▸ YOUR OBJECTIVE:
The count of lines with the string "generic" in the material is all that should be returned.

▸ TASK DATA:
[Start of section]

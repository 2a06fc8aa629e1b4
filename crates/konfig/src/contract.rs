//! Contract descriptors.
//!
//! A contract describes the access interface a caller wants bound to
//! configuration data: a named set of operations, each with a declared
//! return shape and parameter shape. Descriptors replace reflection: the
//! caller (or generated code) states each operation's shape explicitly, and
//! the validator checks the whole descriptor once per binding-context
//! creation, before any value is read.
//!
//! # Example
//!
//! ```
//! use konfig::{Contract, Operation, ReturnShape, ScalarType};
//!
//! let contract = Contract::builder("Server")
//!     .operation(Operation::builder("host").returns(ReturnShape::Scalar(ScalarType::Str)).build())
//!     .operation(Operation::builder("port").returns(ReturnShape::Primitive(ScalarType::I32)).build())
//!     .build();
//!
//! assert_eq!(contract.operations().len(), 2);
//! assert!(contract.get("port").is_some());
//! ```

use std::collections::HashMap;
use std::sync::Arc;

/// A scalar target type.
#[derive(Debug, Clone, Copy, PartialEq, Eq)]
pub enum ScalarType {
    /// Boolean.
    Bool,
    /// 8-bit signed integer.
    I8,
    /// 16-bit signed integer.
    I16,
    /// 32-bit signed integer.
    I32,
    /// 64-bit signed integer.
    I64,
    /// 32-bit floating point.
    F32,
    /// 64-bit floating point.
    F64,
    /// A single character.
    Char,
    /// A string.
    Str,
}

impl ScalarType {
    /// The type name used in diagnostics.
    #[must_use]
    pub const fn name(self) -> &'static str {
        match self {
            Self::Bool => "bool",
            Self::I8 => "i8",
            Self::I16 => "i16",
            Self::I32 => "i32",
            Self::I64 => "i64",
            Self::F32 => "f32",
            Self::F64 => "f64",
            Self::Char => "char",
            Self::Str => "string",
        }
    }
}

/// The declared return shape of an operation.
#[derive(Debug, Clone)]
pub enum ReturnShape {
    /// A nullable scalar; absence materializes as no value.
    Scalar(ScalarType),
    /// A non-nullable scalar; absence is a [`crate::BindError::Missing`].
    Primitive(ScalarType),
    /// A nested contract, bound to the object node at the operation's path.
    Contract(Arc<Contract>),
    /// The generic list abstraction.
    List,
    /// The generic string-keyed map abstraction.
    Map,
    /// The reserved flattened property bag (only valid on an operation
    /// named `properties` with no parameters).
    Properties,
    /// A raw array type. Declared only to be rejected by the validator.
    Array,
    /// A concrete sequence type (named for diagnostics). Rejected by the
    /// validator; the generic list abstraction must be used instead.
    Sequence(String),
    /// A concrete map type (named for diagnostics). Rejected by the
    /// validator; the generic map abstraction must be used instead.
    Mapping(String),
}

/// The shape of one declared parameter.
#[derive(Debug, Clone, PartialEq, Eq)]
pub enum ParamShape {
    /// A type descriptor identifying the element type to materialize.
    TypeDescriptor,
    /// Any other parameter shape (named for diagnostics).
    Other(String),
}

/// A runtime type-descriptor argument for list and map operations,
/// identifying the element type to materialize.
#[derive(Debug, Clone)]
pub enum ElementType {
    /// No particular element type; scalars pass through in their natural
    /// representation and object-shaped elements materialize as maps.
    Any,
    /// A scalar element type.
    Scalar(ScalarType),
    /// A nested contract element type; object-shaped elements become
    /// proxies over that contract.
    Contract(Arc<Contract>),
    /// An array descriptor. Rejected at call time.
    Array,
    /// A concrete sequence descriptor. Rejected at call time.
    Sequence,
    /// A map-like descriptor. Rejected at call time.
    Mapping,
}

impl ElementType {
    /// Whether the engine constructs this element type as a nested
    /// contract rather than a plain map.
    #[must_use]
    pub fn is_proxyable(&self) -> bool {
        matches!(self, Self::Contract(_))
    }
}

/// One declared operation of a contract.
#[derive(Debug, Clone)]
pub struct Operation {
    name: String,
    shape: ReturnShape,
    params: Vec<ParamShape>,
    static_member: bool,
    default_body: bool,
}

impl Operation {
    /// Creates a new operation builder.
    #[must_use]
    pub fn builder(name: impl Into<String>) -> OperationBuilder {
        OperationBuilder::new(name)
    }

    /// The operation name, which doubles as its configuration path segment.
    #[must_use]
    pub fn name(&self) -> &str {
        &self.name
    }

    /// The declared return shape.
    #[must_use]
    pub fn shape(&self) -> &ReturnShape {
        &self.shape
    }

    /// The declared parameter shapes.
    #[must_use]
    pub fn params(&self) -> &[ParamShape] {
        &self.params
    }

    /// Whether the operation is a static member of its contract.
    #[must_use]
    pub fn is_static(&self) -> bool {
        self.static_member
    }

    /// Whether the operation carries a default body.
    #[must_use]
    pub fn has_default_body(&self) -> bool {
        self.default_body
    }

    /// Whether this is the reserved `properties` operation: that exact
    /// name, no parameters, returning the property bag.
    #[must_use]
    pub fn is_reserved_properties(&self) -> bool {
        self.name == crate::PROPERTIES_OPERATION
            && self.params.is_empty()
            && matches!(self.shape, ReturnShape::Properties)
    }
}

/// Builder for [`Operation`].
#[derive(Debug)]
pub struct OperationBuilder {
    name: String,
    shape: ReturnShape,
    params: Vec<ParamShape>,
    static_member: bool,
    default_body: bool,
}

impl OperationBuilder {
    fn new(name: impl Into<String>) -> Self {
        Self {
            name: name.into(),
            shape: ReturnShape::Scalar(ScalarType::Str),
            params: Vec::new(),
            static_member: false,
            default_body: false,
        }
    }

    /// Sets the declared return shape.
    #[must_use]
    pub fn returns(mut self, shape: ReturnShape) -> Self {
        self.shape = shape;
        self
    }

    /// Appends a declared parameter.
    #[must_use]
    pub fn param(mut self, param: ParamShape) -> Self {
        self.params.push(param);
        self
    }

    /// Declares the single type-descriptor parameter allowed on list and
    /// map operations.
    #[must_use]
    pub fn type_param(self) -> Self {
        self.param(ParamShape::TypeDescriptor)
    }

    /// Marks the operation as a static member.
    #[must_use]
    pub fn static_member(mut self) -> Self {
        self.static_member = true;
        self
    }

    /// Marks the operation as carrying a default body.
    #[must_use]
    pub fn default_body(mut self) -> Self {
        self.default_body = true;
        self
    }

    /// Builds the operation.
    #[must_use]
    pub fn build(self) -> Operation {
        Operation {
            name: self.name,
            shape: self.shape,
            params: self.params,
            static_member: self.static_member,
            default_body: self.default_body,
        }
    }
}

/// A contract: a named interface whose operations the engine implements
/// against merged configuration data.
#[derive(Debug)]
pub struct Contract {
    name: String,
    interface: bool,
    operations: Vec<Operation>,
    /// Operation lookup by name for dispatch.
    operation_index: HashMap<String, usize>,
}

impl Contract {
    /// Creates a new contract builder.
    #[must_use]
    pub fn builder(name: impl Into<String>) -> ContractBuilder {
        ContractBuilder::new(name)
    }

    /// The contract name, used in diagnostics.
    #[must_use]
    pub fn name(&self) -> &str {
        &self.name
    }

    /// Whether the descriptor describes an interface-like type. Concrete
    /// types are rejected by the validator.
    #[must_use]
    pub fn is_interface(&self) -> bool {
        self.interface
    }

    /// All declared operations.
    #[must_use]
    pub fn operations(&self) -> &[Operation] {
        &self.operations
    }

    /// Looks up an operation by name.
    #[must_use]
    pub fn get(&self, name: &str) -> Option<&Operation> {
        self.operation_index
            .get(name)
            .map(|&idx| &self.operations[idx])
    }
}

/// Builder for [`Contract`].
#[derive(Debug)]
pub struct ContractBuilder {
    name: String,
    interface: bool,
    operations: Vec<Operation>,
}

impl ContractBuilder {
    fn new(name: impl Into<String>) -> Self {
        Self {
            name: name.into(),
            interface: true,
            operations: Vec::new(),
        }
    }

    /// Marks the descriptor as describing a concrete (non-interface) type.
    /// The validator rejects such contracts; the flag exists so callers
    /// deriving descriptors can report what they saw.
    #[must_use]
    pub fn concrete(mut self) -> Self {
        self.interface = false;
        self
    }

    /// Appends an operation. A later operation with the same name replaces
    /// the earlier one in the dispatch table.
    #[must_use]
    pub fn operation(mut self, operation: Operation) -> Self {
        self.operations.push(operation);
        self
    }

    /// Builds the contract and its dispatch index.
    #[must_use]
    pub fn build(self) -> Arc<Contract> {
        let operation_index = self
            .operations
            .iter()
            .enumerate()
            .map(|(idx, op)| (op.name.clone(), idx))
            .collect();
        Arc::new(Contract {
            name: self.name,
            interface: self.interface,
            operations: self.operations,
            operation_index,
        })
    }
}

[End of section]

▸ ANSWER TO THE PROBLEM:
4